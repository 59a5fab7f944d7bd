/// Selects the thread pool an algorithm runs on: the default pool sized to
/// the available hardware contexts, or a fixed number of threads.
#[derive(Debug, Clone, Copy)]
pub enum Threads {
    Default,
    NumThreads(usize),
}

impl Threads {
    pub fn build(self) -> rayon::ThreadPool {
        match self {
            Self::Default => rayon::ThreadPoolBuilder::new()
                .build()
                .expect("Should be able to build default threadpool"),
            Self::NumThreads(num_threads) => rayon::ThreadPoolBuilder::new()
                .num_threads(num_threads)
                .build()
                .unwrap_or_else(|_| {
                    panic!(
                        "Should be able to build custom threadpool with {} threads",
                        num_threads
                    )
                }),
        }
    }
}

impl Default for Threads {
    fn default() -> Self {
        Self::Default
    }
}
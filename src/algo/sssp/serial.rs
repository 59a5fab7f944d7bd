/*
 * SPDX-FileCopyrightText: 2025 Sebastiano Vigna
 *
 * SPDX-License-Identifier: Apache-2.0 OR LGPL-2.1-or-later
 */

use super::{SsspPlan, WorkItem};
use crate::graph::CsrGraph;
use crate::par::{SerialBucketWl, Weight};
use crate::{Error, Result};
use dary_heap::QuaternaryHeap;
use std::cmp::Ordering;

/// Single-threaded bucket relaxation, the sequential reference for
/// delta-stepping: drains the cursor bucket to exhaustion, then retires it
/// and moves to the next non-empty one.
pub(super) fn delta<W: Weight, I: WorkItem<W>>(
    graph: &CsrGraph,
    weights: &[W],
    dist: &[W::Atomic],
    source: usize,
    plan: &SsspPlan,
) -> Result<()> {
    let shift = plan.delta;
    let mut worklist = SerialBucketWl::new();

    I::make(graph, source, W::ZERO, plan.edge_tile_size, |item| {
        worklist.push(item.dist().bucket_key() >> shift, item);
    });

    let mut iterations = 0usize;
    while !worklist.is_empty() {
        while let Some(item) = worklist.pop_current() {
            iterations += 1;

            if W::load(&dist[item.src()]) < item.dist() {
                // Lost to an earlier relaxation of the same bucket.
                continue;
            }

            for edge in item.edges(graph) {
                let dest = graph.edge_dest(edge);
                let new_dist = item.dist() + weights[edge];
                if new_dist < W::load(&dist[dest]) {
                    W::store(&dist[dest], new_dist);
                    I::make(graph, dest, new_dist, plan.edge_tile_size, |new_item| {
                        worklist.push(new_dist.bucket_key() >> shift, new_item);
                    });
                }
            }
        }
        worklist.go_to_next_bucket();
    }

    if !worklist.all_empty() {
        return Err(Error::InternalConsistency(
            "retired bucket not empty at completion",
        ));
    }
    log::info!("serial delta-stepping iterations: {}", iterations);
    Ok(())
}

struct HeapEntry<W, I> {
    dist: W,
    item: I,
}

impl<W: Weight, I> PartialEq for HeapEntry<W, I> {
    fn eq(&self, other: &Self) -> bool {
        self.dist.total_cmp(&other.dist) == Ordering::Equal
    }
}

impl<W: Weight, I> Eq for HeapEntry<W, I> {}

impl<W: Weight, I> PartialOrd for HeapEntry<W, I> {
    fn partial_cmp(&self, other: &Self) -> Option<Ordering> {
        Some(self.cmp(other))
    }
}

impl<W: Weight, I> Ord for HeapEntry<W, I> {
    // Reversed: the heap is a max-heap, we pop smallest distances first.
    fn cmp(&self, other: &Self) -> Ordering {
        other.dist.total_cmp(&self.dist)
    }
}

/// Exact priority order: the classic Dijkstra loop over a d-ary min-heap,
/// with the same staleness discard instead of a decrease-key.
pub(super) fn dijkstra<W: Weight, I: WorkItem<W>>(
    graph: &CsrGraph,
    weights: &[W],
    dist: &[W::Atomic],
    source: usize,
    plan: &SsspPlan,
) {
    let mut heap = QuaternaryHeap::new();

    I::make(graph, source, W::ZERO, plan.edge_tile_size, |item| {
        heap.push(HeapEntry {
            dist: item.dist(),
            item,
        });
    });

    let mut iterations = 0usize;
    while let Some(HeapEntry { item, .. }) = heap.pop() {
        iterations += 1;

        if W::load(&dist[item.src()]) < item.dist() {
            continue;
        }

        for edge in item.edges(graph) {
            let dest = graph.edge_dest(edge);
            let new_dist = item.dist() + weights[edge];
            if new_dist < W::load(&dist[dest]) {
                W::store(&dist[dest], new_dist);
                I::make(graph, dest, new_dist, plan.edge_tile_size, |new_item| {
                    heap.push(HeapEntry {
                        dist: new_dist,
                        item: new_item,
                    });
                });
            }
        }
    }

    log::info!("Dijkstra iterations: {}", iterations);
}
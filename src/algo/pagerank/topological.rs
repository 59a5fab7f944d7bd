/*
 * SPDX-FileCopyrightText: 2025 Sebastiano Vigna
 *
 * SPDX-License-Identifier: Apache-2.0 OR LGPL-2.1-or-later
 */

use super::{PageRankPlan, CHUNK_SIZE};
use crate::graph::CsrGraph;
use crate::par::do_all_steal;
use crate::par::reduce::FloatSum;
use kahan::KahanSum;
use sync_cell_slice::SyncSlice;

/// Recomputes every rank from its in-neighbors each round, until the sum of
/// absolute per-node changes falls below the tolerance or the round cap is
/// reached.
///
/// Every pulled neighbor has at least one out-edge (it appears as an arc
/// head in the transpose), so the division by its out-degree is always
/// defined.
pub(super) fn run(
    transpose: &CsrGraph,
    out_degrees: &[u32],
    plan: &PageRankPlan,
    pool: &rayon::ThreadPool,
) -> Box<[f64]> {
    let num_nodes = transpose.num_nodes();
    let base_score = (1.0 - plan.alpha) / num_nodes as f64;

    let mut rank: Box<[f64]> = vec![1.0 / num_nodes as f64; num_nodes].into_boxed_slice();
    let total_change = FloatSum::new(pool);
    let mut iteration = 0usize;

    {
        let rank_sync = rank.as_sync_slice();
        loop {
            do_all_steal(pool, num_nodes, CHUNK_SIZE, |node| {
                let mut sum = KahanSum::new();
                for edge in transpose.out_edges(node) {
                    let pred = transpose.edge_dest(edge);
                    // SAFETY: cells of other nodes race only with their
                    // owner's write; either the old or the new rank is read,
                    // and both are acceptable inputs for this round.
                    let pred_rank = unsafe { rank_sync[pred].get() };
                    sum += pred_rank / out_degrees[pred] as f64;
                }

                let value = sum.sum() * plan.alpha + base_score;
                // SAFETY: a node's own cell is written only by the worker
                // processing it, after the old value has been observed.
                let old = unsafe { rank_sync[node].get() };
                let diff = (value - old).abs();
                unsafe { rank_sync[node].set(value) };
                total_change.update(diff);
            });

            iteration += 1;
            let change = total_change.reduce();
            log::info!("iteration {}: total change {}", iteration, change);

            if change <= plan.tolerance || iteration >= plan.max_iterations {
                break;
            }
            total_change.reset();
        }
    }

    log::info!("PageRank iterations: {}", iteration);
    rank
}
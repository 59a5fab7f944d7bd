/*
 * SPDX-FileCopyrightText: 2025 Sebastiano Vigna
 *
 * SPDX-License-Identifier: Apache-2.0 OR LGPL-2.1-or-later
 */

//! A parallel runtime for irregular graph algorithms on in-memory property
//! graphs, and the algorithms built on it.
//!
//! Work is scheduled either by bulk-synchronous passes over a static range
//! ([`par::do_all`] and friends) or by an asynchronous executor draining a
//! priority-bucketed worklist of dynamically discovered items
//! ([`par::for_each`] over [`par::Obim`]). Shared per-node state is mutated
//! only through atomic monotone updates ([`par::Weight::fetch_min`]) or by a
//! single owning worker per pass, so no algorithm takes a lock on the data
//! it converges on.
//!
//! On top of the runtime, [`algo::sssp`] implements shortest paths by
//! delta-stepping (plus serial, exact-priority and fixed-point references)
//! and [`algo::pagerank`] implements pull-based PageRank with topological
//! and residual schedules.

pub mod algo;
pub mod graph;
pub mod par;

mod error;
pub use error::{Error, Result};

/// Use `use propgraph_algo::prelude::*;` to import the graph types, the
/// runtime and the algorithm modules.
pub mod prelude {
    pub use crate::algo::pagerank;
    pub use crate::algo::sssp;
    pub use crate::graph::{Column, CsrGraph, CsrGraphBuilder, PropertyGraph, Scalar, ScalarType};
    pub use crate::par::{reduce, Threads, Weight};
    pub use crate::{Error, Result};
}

Work request: When a line in the material above includes "NumThreads", report that line by copying it.

Result of this exercise:
    NumThreads(usize),
            Self::NumThreads(num_threads) => rayon::ThreadPoolBuilder::new()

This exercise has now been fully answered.